On the big screen at 7 years of age, her first appearance was in Rachel, Rachel (1968) during the classroom scene, which is not credited.[2] A year later, she appears in Sometimes a Great Notion (1970), as Lissy Stamper, the daughter of Joe Ben (Richard Jaeckel) and Jan (Linda Lawson). In Mr. & Mrs. Bridge (1990), she has a cameo as Young India at the Pool, appearing in silent home movies (at the beginning and end of the film) as a flashback of Mrs.
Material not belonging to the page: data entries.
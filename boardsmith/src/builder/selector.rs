//! Trace endpoint selectors
//!
//! Accepted forms:
//! - `.R1 > .positive` — component `R1`, port named `positive`
//! - `.R1 > .2` — component `R1`, pin number 2
//! - `R1.positive` — shorthand for the above
//! - `net.GND` — the net named `GND`

use serde::{Deserialize, Serialize};
use std::fmt;
use std::str::FromStr;

use crate::core::BuildError;

#[derive(Debug, Clone, PartialEq, Eq, Hash, Serialize, Deserialize)]
pub enum PortSelector {
    Name(String),
    /// 1-based pin number
    Index(u32),
}

impl PortSelector {
    fn parse(token: &str) -> Self {
        match token.parse::<u32>() {
            Ok(pin) => PortSelector::Index(pin),
            Err(_) => PortSelector::Name(token.to_string()),
        }
    }
}

impl fmt::Display for PortSelector {
    fn fmt(&self, f: &mut fmt::Formatter<'_>) -> fmt::Result {
        match self {
            PortSelector::Name(name) => write!(f, "{}", name),
            PortSelector::Index(pin) => write!(f, "{}", pin),
        }
    }
}

/// Explicit `{component, port}` reference.
#[derive(Debug, Clone, PartialEq, Eq, Hash, Serialize, Deserialize)]
pub struct PortRef {
    pub component: String,
    pub port: String,
}

impl PortRef {
    pub fn new(component: impl Into<String>, port: impl Into<String>) -> Self {
        Self {
            component: component.into(),
            port: port.into(),
        }
    }
}

/// What a trace endpoint was declared as. Selector strings are parsed at
/// build time so chained configuration never has to handle errors.
#[derive(Debug, Clone, PartialEq, Eq, Hash, Serialize, Deserialize)]
#[serde(untagged)]
pub enum Endpoint {
    Selector(String),
    Port(PortRef),
}

impl Endpoint {
    pub fn net(name: &str) -> Self {
        Endpoint::Selector(format!("net.{}", name))
    }

    pub fn parse(&self) -> Result<Target, BuildError> {
        match self {
            Endpoint::Selector(s) => s.parse(),
            Endpoint::Port(r) => {
                if r.component.is_empty() || r.port.is_empty() {
                    return Err(BuildError::InvalidSelector(format!(
                        "{}.{}",
                        r.component, r.port
                    )));
                }
                Ok(Target::Port {
                    component: r.component.clone(),
                    port: PortSelector::parse(&r.port),
                })
            }
        }
    }
}

impl From<&str> for Endpoint {
    fn from(s: &str) -> Self {
        Endpoint::Selector(s.to_string())
    }
}

impl From<String> for Endpoint {
    fn from(s: String) -> Self {
        Endpoint::Selector(s)
    }
}

impl From<PortRef> for Endpoint {
    fn from(r: PortRef) -> Self {
        Endpoint::Port(r)
    }
}

impl fmt::Display for Endpoint {
    fn fmt(&self, f: &mut fmt::Formatter<'_>) -> fmt::Result {
        match self {
            Endpoint::Selector(s) => write!(f, "{}", s),
            Endpoint::Port(r) => write!(f, ".{} > .{}", r.component, r.port),
        }
    }
}

/// A parsed endpoint.
#[derive(Debug, Clone, PartialEq, Eq, Hash)]
pub enum Target {
    Port {
        component: String,
        port: PortSelector,
    },
    Net {
        name: String,
    },
}

impl FromStr for Target {
    type Err = BuildError;

    fn from_str(s: &str) -> Result<Self, Self::Err> {
        let invalid = || BuildError::InvalidSelector(s.to_string());
        let trimmed = s.trim();

        if let Some(name) = trimmed.strip_prefix("net.") {
            if name.is_empty() || name.contains(char::is_whitespace) {
                return Err(invalid());
            }
            return Ok(Target::Net {
                name: name.to_string(),
            });
        }

        let (component, port) = if trimmed.contains('>') {
            let parts: Vec<&str> = trimmed.split('>').map(str::trim).collect();
            if parts.len() != 2 {
                return Err(invalid());
            }
            let component = parts[0].strip_prefix('.').ok_or_else(invalid)?;
            let port = parts[1].strip_prefix('.').ok_or_else(invalid)?;
            (component, port)
        } else {
            trimmed.split_once('.').ok_or_else(invalid)?
        };

        let valid = |t: &str| !t.is_empty() && !t.contains(char::is_whitespace) && !t.contains('.');
        if !valid(component) || !valid(port) {
            return Err(invalid());
        }
        Ok(Target::Port {
            component: component.to_string(),
            port: PortSelector::parse(port),
        })
    }
}

impl fmt::Display for Target {
    fn fmt(&self, f: &mut fmt::Formatter<'_>) -> fmt::Result {
        match self {
            Target::Port { component, port } => write!(f, ".{} > .{}", component, port),
            Target::Net { name } => write!(f, "net.{}", name),
        }
    }
}

#[cfg(test)]
mod tests {
    use super::*;

    fn port(component: &str, port: PortSelector) -> Target {
        Target::Port {
            component: component.to_string(),
            port,
        }
    }

    #[test]
    fn test_css_style_selector() {
        let target: Target = ".R1 > .positive".parse().unwrap();
        assert_eq!(target, port("R1", PortSelector::Name("positive".into())));
        assert_eq!(target.to_string(), ".R1 > .positive");
    }

    #[test]
    fn test_pin_number_selector() {
        let target: Target = ".U1 > .7".parse().unwrap();
        assert_eq!(target, port("U1", PortSelector::Index(7)));
    }

    #[test]
    fn test_dotted_shorthand() {
        let target: Target = "C2.negative".parse().unwrap();
        assert_eq!(target, port("C2", PortSelector::Name("negative".into())));
    }

    #[test]
    fn test_net_selector() {
        let target: Target = "net.GND".parse().unwrap();
        assert_eq!(
            target,
            Target::Net {
                name: "GND".to_string()
            }
        );
    }

    #[test]
    fn test_invalid_selectors() {
        for bad in ["R1", ".R1 > positive", ".R1 > .a > .b", "net.", "", ". > .x", "a.b.c"] {
            assert!(
                matches!(bad.parse::<Target>(), Err(BuildError::InvalidSelector(_))),
                "{:?} should be rejected",
                bad
            );
        }
    }

    #[test]
    fn test_explicit_port_ref() {
        let endpoint = Endpoint::from(PortRef::new("R2", "1"));
        assert_eq!(endpoint.parse().unwrap(), port("R2", PortSelector::Index(1)));
        assert_eq!(endpoint.to_string(), ".R2 > .1");
    }
}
India Bridge, who was portrayed by Newman's mother, Joanne Woodward.
On television, she had a supporting role as Laney, the teenage daughter of the protagonist Betty Quinn (Joanne Woodward), in the 1978 movie See How She Runs.[3]
Melissa Newman was born in Hollywood, California, the daughter of American actors Joanne Woodward and Paul Newman, and the sister of Elinor Newman (as a child actress also known as Nell Potts) and Clea (Claire) Newman. She was born on the same day her parents' film Paris Blues was released in the U.S.
She grew up shuttling back and forth with her well-known actor parents between Westport, Connecticut and Hollywood. She graduated from Sarah Lawrence College in 1988.
Newman is married to Raphael "Raphe" Elkind, a middle-school teacher and they have 2 children. They reside in Westport, Connecticut, in the 19th-century home previously owned by her parents.[4]
In 2023, Newman published a book of personal photos and letters of her parents' relationship spanning over decades entitled "Head Over Heels: Joanne Woodward and Paul Newman: A Love Affair in Words and Pictures"[5] that included never before seen love letters and rare photos by acclaimed artists such as Richard Avedon and Stewart Stern.[6]